§ What is being asked
Look through the material below and count the lines that hold "usize". Give that number by itself.

(Beginning of Input for this task)

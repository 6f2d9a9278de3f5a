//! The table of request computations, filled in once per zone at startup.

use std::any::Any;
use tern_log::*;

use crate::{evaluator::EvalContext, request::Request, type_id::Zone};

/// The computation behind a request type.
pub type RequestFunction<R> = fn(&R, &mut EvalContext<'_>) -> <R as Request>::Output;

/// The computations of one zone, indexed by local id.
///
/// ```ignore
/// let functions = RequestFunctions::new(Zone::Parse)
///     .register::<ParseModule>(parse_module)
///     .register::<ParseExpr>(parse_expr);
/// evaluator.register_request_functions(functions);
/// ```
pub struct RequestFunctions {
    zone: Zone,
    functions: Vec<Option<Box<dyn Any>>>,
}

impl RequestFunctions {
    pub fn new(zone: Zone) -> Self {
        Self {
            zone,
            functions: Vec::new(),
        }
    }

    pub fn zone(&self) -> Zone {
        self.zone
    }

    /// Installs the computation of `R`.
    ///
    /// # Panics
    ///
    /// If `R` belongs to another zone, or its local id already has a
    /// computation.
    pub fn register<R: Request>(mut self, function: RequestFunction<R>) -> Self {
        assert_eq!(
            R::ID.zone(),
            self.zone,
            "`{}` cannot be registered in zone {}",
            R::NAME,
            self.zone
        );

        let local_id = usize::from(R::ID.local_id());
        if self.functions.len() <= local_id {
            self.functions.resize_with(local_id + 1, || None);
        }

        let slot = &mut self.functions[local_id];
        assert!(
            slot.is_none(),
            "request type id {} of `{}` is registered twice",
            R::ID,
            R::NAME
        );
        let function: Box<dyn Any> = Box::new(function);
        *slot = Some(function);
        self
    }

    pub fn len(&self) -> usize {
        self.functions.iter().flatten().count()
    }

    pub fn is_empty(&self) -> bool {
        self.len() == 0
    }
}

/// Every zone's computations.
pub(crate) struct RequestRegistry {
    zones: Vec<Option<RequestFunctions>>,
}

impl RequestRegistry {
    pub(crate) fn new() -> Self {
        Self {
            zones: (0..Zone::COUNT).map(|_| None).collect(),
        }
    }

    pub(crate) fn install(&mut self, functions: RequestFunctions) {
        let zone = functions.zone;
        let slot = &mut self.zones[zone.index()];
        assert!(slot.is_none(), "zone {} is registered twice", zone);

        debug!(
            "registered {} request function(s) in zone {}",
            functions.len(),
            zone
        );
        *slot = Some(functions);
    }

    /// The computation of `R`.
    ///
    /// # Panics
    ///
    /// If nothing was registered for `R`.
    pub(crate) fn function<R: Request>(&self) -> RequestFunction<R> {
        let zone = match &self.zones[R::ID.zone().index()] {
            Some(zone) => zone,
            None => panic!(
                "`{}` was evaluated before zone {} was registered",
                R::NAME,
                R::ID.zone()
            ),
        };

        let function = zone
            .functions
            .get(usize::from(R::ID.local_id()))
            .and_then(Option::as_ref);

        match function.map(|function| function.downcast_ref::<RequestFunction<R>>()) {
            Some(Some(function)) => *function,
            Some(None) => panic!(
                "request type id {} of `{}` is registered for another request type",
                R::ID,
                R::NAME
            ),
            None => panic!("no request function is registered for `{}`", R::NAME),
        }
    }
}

(End of Input for this task)

§ Answer to the exercise
3